On nous a trop appris qu’il y avait des qualités contradictoires, que le bon sens ne se pouvait marier avec l’exaltation, non plus que la clarté avec le mysticisme. On nous a trop proposé, et quelquefois de mains qui se voulaient orthodoxes, d’obscures prières fort peu orthodoxes. Trop d’exégètes sont venus jeter des ombres sur les mystères : mais le mystère en pleine lumière a été réalisé au moins une fois, et c’est ce miracle du grand jour qui, malgré la dévotion que les docteurs ont organisée autour de Jeanne, reste encore inconnu dans sa magnificence authentique pour presque tout le monde. Ce livre non écrit, ce livre hors de la littérature, il faut en effet en saluer tout d’abord, à côté de vertus plus fécondes, la beauté : personne n’a plus naturellement parlé que Jeanne ce qu’Alain Fournier appelait après Laforgue du français de Christ.

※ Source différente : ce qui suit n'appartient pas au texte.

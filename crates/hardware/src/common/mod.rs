//! Common types shared by every part of the hierarchy assembler.
//!
//! This module provides:
//! 1. **Units:** Parsed memory sizes, frequencies, and voltages.
//! 2. **Error Handling:** Configuration, wiring, workload, and engine error types.

/// Error types for configuration, wiring, and simulation startup.
pub mod error;

/// Memory size, frequency, and voltage quantities.
pub mod units;

pub use error::{ConfigError, EngineError, HierarchyError, WiringError, WorkloadError};
pub use units::{Frequency, MemorySize, Voltage};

Des analogies mystérieuses joignent en effet la moindre des paroles de l’enfant, dans leur simplicité riche d’un monde surnaturel, aux paraboles que prononçait son Maître en Palestine, quatorze siècles avant sa naissance. Ce n’est pas la première fois qu’on rapproche Jeanne de Jésus, en s’excusant aussitôt d’oser la comparaison.